A: Well, no. One of the interesting things we did on the Vertex job was that our technical department designed a concrete mix that was specific for that application that used a high percentage of fly ash, a waste product from coal-fired power plants, that when it hardens it’s just like concrete. That allowed us to replace the cement almost pound for pound with the fly ash. Fly ash has a lower heat generation when it solidifies. So a mix with a high amount of fly-ash meant the contractor didn’t need to run the cooling tubes through the slab. It helps the material dry correctly and eliminates a cost.

Q: That measurement, 30,000 yards, seems like a whole lot of concrete being brought to the site. How do you run the logistics for that?

A: Such large placements [of concrete] require the mix to come from several different plants because of how much concrete they needed per hour. On a lot of jobs, if they’re getting a single pump to a placement, may have 100 or 150 yards every hour. This particular job was up in the order of 400 yards per hour. Logistically, you have multiple points where you have trucks coming and leaving from, and to get trucks to the right place on the job, you have to do a lot of planning beforehand with the contractor. You have to know where all the trucks will queue. There’s not a lot of room to move, so you have to have a place designated for trucks to line up before coming onto the job site.

Q: Why did you decide to move to the U.S. from Sydney?

A: I grew up in Sydney and went to the University of Sydney. I had worked for some Australian companies in the construction materials industry, and one of those had some work in the U.S. I originally came here on a three-year contract, and I guess I was just having so much fun that I decided to stay.
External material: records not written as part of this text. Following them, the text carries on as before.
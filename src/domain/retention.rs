//! Retention policy: which assets fall outside the cap

use super::release::Asset;

/// Assets to delete so that at most `max_assets` remain
///
/// Oldest first by `updated_at`; equal timestamps fall back to id order.
pub fn select_oldest(assets: &[Asset], max_assets: usize) -> Vec<Asset> {
    if assets.len() <= max_assets {
        return Vec::new();
    }
    let mut sorted = assets.to_vec();
    sorted.sort_by(|a, b| a.updated_at.cmp(&b.updated_at).then(a.id.cmp(&b.id)));
    sorted.truncate(assets.len() - max_assets);
    sorted
}
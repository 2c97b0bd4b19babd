//! Bearer credential resolution.

use regex::Regex;
use std::fmt;

use crate::error::ConfigError;

/// API token attached to every request; never persisted or logged
#[derive(Clone)]
pub struct Credential {
    token: String,
}

impl Credential {
    pub fn new(token: impl Into<String>) -> Self {
        Self {
            token: token.into(),
        }
    }

    /// Resolve from a literal token or an environment variable name
    ///
    /// Priority:
    /// 1. Literal token
    /// 2. Environment variable named by `token_var`
    pub fn resolve(token: Option<String>, token_var: Option<&str>) -> Result<Self, ConfigError> {
        Self::resolve_with(token, token_var, |name| std::env::var(name).ok())
    }

    /// Same as [`Credential::resolve`] with an injectable variable lookup
    pub fn resolve_with(
        token: Option<String>,
        token_var: Option<&str>,
        lookup: impl Fn(&str) -> Option<String>,
    ) -> Result<Self, ConfigError> {
        let token = match (token, token_var) {
            (Some(token), _) => token,
            (None, Some(name)) => lookup(name).ok_or_else(|| ConfigError::MissingEnvVar {
                name: name.to_string(),
            })?,
            (None, None) => return Err(ConfigError::NoToken),
        };
        if token.is_empty() {
            return Err(ConfigError::EmptyToken);
        }
        Ok(Self { token })
    }

    /// Value for the `Authorization` header
    pub fn header_value(&self) -> String {
        format!("Bearer {}", self.token)
    }
}

impl fmt::Debug for Credential {
    fn fmt(&self, f: &mut fmt::Formatter<'_>) -> fmt::Result {
        f.write_str("Credential(***)")
    }
}

/// Check that `name` can be an environment variable name
pub fn validate_env_var_name(name: &str) -> Result<String, ConfigError> {
    let pattern = Regex::new(r"^[^0-9=][^=]*$").map_err(|e| ConfigError::ParseError {
        message: e.to_string(),
    })?;
    if pattern.is_match(name) {
        Ok(name.to_string())
    } else {
        Err(ConfigError::InvalidValue {
            field: "auth token variable".to_string(),
            value: format!("\"{}\" is not a valid environment variable name", name),
        })
    }
}
//! Domain layer - pure business logic
//!
//! This module contains business logic with no external I/O.
//! Types and functions here can be unit tested without mocking.

pub mod outcome;
pub mod release;
pub mod replacement;
pub mod retention;

// Re-export commonly used types
pub use outcome::{ApiResponse, Diagnostic, Failure, Outcome, RecoveryNotice};
pub use release::{
    Asset, AssetEdit, CreateRelease, Release, ReleaseFields, ReleaseSelector, UploadRequest,
};
pub use replacement::ReplaceState;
Five Bridge Projects Aggregate Is Bidding On For Concrete Contracts:

1. Amesbury/Newburyport. The Whittier Bridge, carrying Route I-95 above the Merrimack River.
2. Shrewsbury. Holds Route 9 above Lake Quinsigamond.
3. Quincy/Weymouth. The Fore River Bridge, which carries Route 3A over the Fore River Project.
4. Fall River. The Fall River Bridge that holds Route 79.
5. Boston/Cambridge. The Longfellow Bridge, carrying traffic and the MBTA Red Line over the Charles River along Route 3.